**Exercise:**
Reproduce all the data verbatim.

(Dataset excerpts)
════════════════

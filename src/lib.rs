//! # gemfetch
//!
//! gemfetch is a minimal client for the Gemini protocol described at
//! [gemini://geminiprotocol.net/docs/protocol-specification.gmi](gemini://geminiprotocol.net/docs/protocol-specification.gmi).
//!
//! It performs one exchange at a time: open a TLS connection to
//! `host:1965`, send a single request line, read until the server
//! closes the stream, then render the body, follow the redirect, or
//! report the failure. Certificates are checked with a pluggable trust
//! policy instead of a CA store, matching the protocol's self-signed
//! ethos.

#![warn(missing_docs)]
#![warn(unused_imports)]

mod client;
mod display;
mod url;

pub use client::{
    Client,
    ClientError,
    TlsConnection,
    decode::StreamDecoder,
    request::Request,
    response::{Response, StatusClass, StatusLine},
    verify::{PolicyVerifier, TrustPolicy, self_signed_chain},
};
pub use display::{Console, OutputSink};
pub use url::{DEFAULT_PORT, SCHEME, Url};
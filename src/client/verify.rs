use rustls::client::danger::{HandshakeSignatureValid, ServerCertVerified, ServerCertVerifier};
use rustls::pki_types::{CertificateDer, ServerName, UnixTime};
use sha2::{Digest, Sha256};
use std::fmt;
use std::sync::Arc;

/// A verdict over the certificate chain presented during the handshake.
///
/// The chain is ordered leaf first; the policy returns `true` to accept
/// the connection. It is stateless and recomputed per connection.
pub type TrustPolicy = Arc<dyn Fn(&[CertificateDer<'_>]) -> bool + Send + Sync>;

/// The default trust policy: a self-signed-chain consistency check.
///
/// Accepts only when the leaf certificate's raw DER bytes equal the
/// root-most element's raw DER bytes. A single self-signed certificate
/// is its own root and passes; a CA-issued chain does not. There is no
/// PKI in Gemini, so this stands in for trust-store validation.
pub fn self_signed_chain(chain: &[CertificateDer<'_>]) -> bool {
    match (chain.first(), chain.last()) {
        (Some(leaf), Some(root)) => leaf.as_ref() == root.as_ref(),
        _ => false,
    }
}

/// A rustls `ServerCertVerifier` that delegates the verdict to an
/// injected [`TrustPolicy`].
pub struct PolicyVerifier {
    policy: TrustPolicy,
}

impl PolicyVerifier {
    /// Wrap a trust policy in a verifier rustls can call.
    pub fn new(policy: TrustPolicy) -> Self {
        Self { policy }
    }
}

impl fmt::Debug for PolicyVerifier {
    fn fmt(&self, f: &mut fmt::Formatter<'_>) -> fmt::Result {
        f.debug_struct("PolicyVerifier").finish_non_exhaustive()
    }
}

impl ServerCertVerifier for PolicyVerifier {
    fn verify_server_cert(
        &self,
        end_entity: &CertificateDer<'_>,
        intermediates: &[CertificateDer<'_>],
        _server_name: &ServerName<'_>,
        _ocsp_response: &[u8],
        _now: UnixTime,
    ) -> Result<ServerCertVerified, rustls::Error> {
        log::debug!(
            "presented certificate sha256 fingerprint: {}",
            hex::encode(Sha256::digest(end_entity.as_ref())),
        );

        // rebuild the chain as presented, leaf first
        let mut chain = Vec::with_capacity(intermediates.len() + 1);
        chain.push(end_entity.clone());
        chain.extend(intermediates.iter().cloned());

        if (self.policy)(&chain) {
            Ok(ServerCertVerified::assertion())
        } else {
            Err(rustls::Error::InvalidCertificate(
                rustls::CertificateError::ApplicationVerificationFailure,
            ))
        }
    }

    fn verify_tls12_signature(
        &self,
        _message: &[u8],
        _cert: &CertificateDer<'_>,
        _dss: &rustls::DigitallySignedStruct,
    ) -> Result<HandshakeSignatureValid, rustls::Error> {
        Ok(HandshakeSignatureValid::assertion())
    }

    fn verify_tls13_signature(
        &self,
        _message: &[u8],
        _cert: &CertificateDer<'_>,
        _dss: &rustls::DigitallySignedStruct,
    ) -> Result<HandshakeSignatureValid, rustls::Error> {
        Ok(HandshakeSignatureValid::assertion())
    }

    fn supported_verify_schemes(&self) -> Vec<rustls::SignatureScheme> {
        vec![
            rustls::SignatureScheme::RSA_PKCS1_SHA256,
            rustls::SignatureScheme::RSA_PKCS1_SHA384,
            rustls::SignatureScheme::RSA_PKCS1_SHA512,
            rustls::SignatureScheme::ECDSA_NISTP256_SHA256,
            rustls::SignatureScheme::ECDSA_NISTP384_SHA384,
            rustls::SignatureScheme::ECDSA_NISTP521_SHA512,
            rustls::SignatureScheme::ED25519,
            rustls::SignatureScheme::ED448,
        ]
    }
}

#[cfg(test)]
mod tests {
    use super::*;

    fn cert(bytes: &[u8]) -> CertificateDer<'static> {
        CertificateDer::from(bytes.to_vec())
    }

    #[test]
    fn single_self_signed_certificate_is_accepted() {
        assert!(self_signed_chain(&[cert(b"leaf")]));
    }

    #[test]
    fn leaf_equal_to_root_is_accepted_at_any_length() {
        assert!(self_signed_chain(&[cert(b"a"), cert(b"a")]));
        assert!(self_signed_chain(&[cert(b"a"), cert(b"mid"), cert(b"a")]));
    }

    #[test]
    fn leaf_differing_from_root_is_rejected() {
        assert!(!self_signed_chain(&[cert(b"leaf"), cert(b"root")]));
        assert!(!self_signed_chain(&[cert(b"leaf"), cert(b"mid"), cert(b"root")]));
    }

    #[test]
    fn empty_chain_is_rejected() {
        assert!(!self_signed_chain(&[]));
    }
}
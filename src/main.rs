use gemfetch::{Client, Console, OutputSink};

const DEFAULT_TARGET: &str = "gemini://geminiprotocol.net/";

#[tokio::main]
async fn main() {
    env_logger::init();

    let target = std::env::args()
        .nth(1)
        .unwrap_or_else(|| DEFAULT_TARGET.to_string());

    let mut sink = Console;
    sink.line("==========================");
    sink.line(" gemfetch");
    sink.line("==========================");

    let client = Client::new();
    if let Err(e) = client.fetch(&target, &mut sink).await {
        eprintln!("gemfetch: {e}");
        std::process::exit(1);
    }
}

════════════════

**Task output:**
filename src/lib.rs
//! # gemfetch
//!
//! gemfetch is a minimal client for the Gemini protocol described at
//! [gemini://geminiprotocol.net/docs/protocol-specification.gmi](gemini://geminiprotocol.net/docs/protocol-specification.gmi).
//!
//! It performs one exchange at a time: open a TLS connection to
//! `host:1965`, send a single request line, read until the server
//! closes the stream, then render the body, follow the redirect, or
//! report the failure. Certificates are checked with a pluggable trust
//! policy instead of a CA store, matching the protocol's self-signed
//! ethos.

#![warn(missing_docs)]
#![warn(unused_imports)]

mod client;
mod display;
mod url;

pub use client::{
    Client,
    ClientError,
    TlsConnection,
    decode::StreamDecoder,
    request::Request,
    response::{Response, StatusClass, StatusLine},
    verify::{PolicyVerifier, TrustPolicy, self_signed_chain},
};
pub use display::{Console, OutputSink};
pub use url::{DEFAULT_PORT, SCHEME, Url};
filename src/client/verify.rs
use rustls::client::danger::{HandshakeSignatureValid, ServerCertVerified, ServerCertVerifier};
use rustls::pki_types::{CertificateDer, ServerName, UnixTime};
use sha2::{Digest, Sha256};
use std::fmt;
use std::sync::Arc;

/// A verdict over the certificate chain presented during the handshake.
///
/// The chain is ordered leaf first; the policy returns `true` to accept
/// the connection. It is stateless and recomputed per connection.
pub type TrustPolicy = Arc<dyn Fn(&[CertificateDer<'_>]) -> bool + Send + Sync>;

/// The default trust policy: a self-signed-chain consistency check.
///
/// Accepts only when the leaf certificate's raw DER bytes equal the
/// root-most element's raw DER bytes. A single self-signed certificate
/// is its own root and passes; a CA-issued chain does not. There is no
/// PKI in Gemini, so this stands in for trust-store validation.
pub fn self_signed_chain(chain: &[CertificateDer<'_>]) -> bool {
    match (chain.first(), chain.last()) {
        (Some(leaf), Some(root)) => leaf.as_ref() == root.as_ref(),
        _ => false,
    }
}

/// A rustls `ServerCertVerifier` that delegates the verdict to an
/// injected [`TrustPolicy`].
pub struct PolicyVerifier {
    policy: TrustPolicy,
}

impl PolicyVerifier {
    /// Wrap a trust policy in a verifier rustls can call.
    pub fn new(policy: TrustPolicy) -> Self {
        Self { policy }
    }
}

impl fmt::Debug for PolicyVerifier {
    fn fmt(&self, f: &mut fmt::Formatter<'_>) -> fmt::Result {
        f.debug_struct("PolicyVerifier").finish_non_exhaustive()
    }
}

impl ServerCertVerifier for PolicyVerifier {
    fn verify_server_cert(
        &self,
        end_entity: &CertificateDer<'_>,
        intermediates: &[CertificateDer<'_>],
        _server_name: &ServerName<'_>,
        _ocsp_response: &[u8],
        _now: UnixTime,
    ) -> Result<ServerCertVerified, rustls::Error> {
        log::debug!(
            "presented certificate sha256 fingerprint: {}",
            hex::encode(Sha256::digest(end_entity.as_ref())),
        );

        // rebuild the chain as presented, leaf first
        let mut chain = Vec::with_capacity(intermediates.len() + 1);
        chain.push(end_entity.clone());
        chain.extend(intermediates.iter().cloned());

        if (self.policy)(&chain) {
            Ok(ServerCertVerified::assertion())
        } else {
            Err(rustls::Error::InvalidCertificate(
                rustls::CertificateError::ApplicationVerificationFailure,
            ))
        }
    }

    fn verify_tls12_signature(
        &self,
        _message: &[u8],
        _cert: &CertificateDer<'_>,
        _dss: &rustls::DigitallySignedStruct,
    ) -> Result<HandshakeSignatureValid, rustls::Error> {
        Ok(HandshakeSignatureValid::assertion())
    }

    fn verify_tls13_signature(
        &self,
        _message: &[u8],
        _cert: &CertificateDer<'_>,
        _dss: &rustls::DigitallySignedStruct,
    ) -> Result<HandshakeSignatureValid, rustls::Error> {
        Ok(HandshakeSignatureValid::assertion())
    }

    fn supported_verify_schemes(&self) -> Vec<rustls::SignatureScheme> {
        vec![
            rustls::SignatureScheme::RSA_PKCS1_SHA256,
            rustls::SignatureScheme::RSA_PKCS1_SHA384,
            rustls::SignatureScheme::RSA_PKCS1_SHA512,
            rustls::SignatureScheme::ECDSA_NISTP256_SHA256,
            rustls::SignatureScheme::ECDSA_NISTP384_SHA384,
            rustls::SignatureScheme::ECDSA_NISTP521_SHA512,
            rustls::SignatureScheme::ED25519,
            rustls::SignatureScheme::ED448,
        ]
    }
}

#[cfg(test)]
mod tests {
    use super::*;

    fn cert(bytes: &[u8]) -> CertificateDer<'static> {
        CertificateDer::from(bytes.to_vec())
    }

    #[test]
    fn single_self_signed_certificate_is_accepted() {
        assert!(self_signed_chain(&[cert(b"leaf")]));
    }

    #[test]
    fn leaf_equal_to_root_is_accepted_at_any_length() {
        assert!(self_signed_chain(&[cert(b"a"), cert(b"a")]));
        assert!(self_signed_chain(&[cert(b"a"), cert(b"mid"), cert(b"a")]));
    }

    #[test]
    fn leaf_differing_from_root_is_rejected() {
        assert!(!self_signed_chain(&[cert(b"leaf"), cert(b"root")]));
        assert!(!self_signed_chain(&[cert(b"leaf"), cert(b"mid"), cert(b"root")]));
    }

    #[test]
    fn empty_chain_is_rejected() {
        assert!(!self_signed_chain(&[]));
    }
}
filename src/main.rs
use gemfetch::{Client, Console, OutputSink};

const DEFAULT_TARGET: &str = "gemini://geminiprotocol.net/";

#[tokio::main]
async fn main() {
    env_logger::init();

    let target = std::env::args()
        .nth(1)
        .unwrap_or_else(|| DEFAULT_TARGET.to_string());

    let mut sink = Console;
    sink.line("==========================");
    sink.line(" gemfetch");
    sink.line("==========================");

    let client = Client::new();
    if let Err(e) = client.fetch(&target, &mut sink).await {
        eprintln!("gemfetch: {e}");
        std::process::exit(1);
    }
}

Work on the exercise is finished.